Y. Zheng, S. Ravi, E. Kline, S. Koenig and S. Kumar. Conflict-Based Search for the Virtual Network Embedding Problem. In Proceedings of the International Conference on Automated Planning and Scheduling (ICAPS), 2022.

Abstract: In emerging network virtualization architectures, service providers will be able to create many heterogeneous virtual networks and offer customized end-to-end services by leasing shared resources from infrastructure providers. The Virtual Network Embedding (VNE) problem is central to such technology. It involves the proper allocation of CPU and bandwidth resources available in a physical substrate network to meet the demands of multiple virtual networks. Combinatorially, the VNE problem is a problem in resource management that is NP-hard to solve.

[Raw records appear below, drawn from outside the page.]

impl FindingBuilder {
    pub fn new(
        account_id: impl Into<String>,
        region: impl Into<String>,
        partition: impl Into<String>,
    ) -> Self {
        Self {
            account_id: account_id.into(),
            region: region.into(),
            partition: partition.into(),
            check_slug: None,
            title: None,
            description: None,
            severity: SeverityLabel::Informational,
            confidence: 99,
            types: Vec::new(),
            remediation_text: String::new(),
            remediation_url: String::new(),
            resource_type: None,
            resource_id: None,
            generator_id: None,
            details: None,
            related_requirements: Vec::new(),
            status: None,
            observed_at: None,
        }
    }

    /// Stable suffix naming the check; the finding id is `{resource_id}/{check_slug}`
    pub fn check(mut self, slug: impl Into<String>) -> Self {
        self.check_slug = Some(slug.into());
        self
    }

    pub fn title(mut self, title: impl Into<String>) -> Self {
        self.title = Some(title.into());
        self
    }

    pub fn description(mut self, description: impl Into<String>) -> Self {
        self.description = Some(description.into());
        self
    }

    pub fn severity(mut self, severity: SeverityLabel) -> Self {
        self.severity = severity;
        self
    }

    pub fn confidence(mut self, confidence: u8) -> Self {
        self.confidence = confidence;
        self
    }

    pub fn finding_type(mut self, finding_type: impl Into<String>) -> Self {
        self.types.push(finding_type.into());
        self
    }

    pub fn remediation(mut self, text: impl Into<String>, url: impl Into<String>) -> Self {
        self.remediation_text = text.into();
        self.remediation_url = url.into();
        self
    }

    /// Resource type and id; the id doubles as the generator id unless overridden
    pub fn resource(mut self, resource_type: impl Into<String>, id: impl Into<String>) -> Self {
        self.resource_type = Some(resource_type.into());
        self.resource_id = Some(id.into());
        self
    }

    pub fn generator(mut self, generator_id: impl Into<String>) -> Self {
        self.generator_id = Some(generator_id.into());
        self
    }

    pub fn details(mut self, details: Value) -> Self {
        self.details = Some(details);
        self
    }

    pub fn related_requirements<I, S>(mut self, requirements: I) -> Self
    where
        I: IntoIterator<Item = S>,
        S: Into<String>,
    {
        self.related_requirements = requirements.into_iter().map(Into::into).collect();
        self
    }

    /// Override the observation timestamp (RFC 3339); defaults to now
    pub fn observed_at(mut self, timestamp: impl Into<String>) -> Self {
        self.observed_at = Some(timestamp.into());
        self
    }

    /// Compliant resource: PASSED, workflow RESOLVED, record ARCHIVED
    pub fn passed(mut self) -> Self {
        self.status = Some(ComplianceStatus::Passed);
        self
    }

    /// Non-compliant resource: FAILED, workflow NEW, record ACTIVE
    pub fn failed(mut self) -> Self {
        self.status = Some(ComplianceStatus::Failed);
        self
    }

    pub fn status(mut self, status: ComplianceStatus) -> Self {
        self.status = Some(status);
        self
    }

    pub fn build(self) -> Result<Finding, FindingError> {
        let check_slug = non_empty(self.check_slug, "check")?;
        let title = non_empty(self.title, "Title")?;
        let description = non_empty(self.description, "Description")?;
        let resource_type = non_empty(self.resource_type, "Resources.Type")?;
        let resource_id = non_empty(self.resource_id, "Resources.Id")?;
        let status = self.status.ok_or(FindingError::MissingField("Compliance.Status"))?;
        if self.account_id.is_empty() {
            return Err(FindingError::MissingField("AwsAccountId"));
        }
        if self.confidence > 100 {
            return Err(FindingError::InvalidConfidence(self.confidence));
        }

        let (workflow, record_state) = match status {
            ComplianceStatus::Passed => (WorkflowStatus::Resolved, RecordState::Archived),
            ComplianceStatus::Failed => (WorkflowStatus::New, RecordState::Active),
        };
        let observed_at = self
            .observed_at
            .unwrap_or_else(|| Utc::now().to_rfc3339_opts(SecondsFormat::Millis, true));
        let types = if self.types.is_empty() {
            vec![BEST_PRACTICES_TYPE.to_string()]
        } else {
            self.types
        };

        Ok(Finding {
            schema_version: SCHEMA_VERSION.to_string(),
            id: format!("{resource_id}/{check_slug}"),
            product_arn: product_arn(&self.partition, &self.region, &self.account_id),
            generator_id: self.generator_id.unwrap_or_else(|| resource_id.clone()),
            aws_account_id: self.account_id,
            types,
            first_observed_at: observed_at.clone(),
            created_at: observed_at.clone(),
            updated_at: observed_at,
            severity: Severity {
                label: self.severity,
            },
            confidence: self.confidence,
            title,
            description,
            remediation: Remediation {
                recommendation: Recommendation {
                    text: self.remediation_text,
                    url: self.remediation_url,
                },
            },
            product_fields: BTreeMap::from([(
                "Product Name".to_string(),
                PRODUCT_NAME.to_string(),
            )]),
            resources: vec![Resource {
                resource_type,
                id: resource_id,
                partition: self.partition,
                region: self.region,
                details: self.details,
            }],
            compliance: Compliance {
                status,
                related_requirements: self.related_requirements,
            },
            workflow: Workflow { status: workflow },
            record_state,
        })
    }
}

In this paper, we present a novel version of the Conflict-Based Search (CBS) algorithm for solving the VNE problem. Our approach, called VNE-CBS, is inspired by the success of the CBS framework in the Multi-Agent Path Finding domain. We successfully address the unique challenges in applying the CBS framework to the VNE problem, and, in doing so, we pave the way for overcoming a crucial issue in Internet ossification via heuristic search methods. On the theoretical front, we show that, unlike many existing algorithms, our algorithm is complete and optimal. On the experimental front, we show that our algorithm significantly outperforms other state-of-the-art methods on various benchmark instances for both the offline and online versions of the VNE problem.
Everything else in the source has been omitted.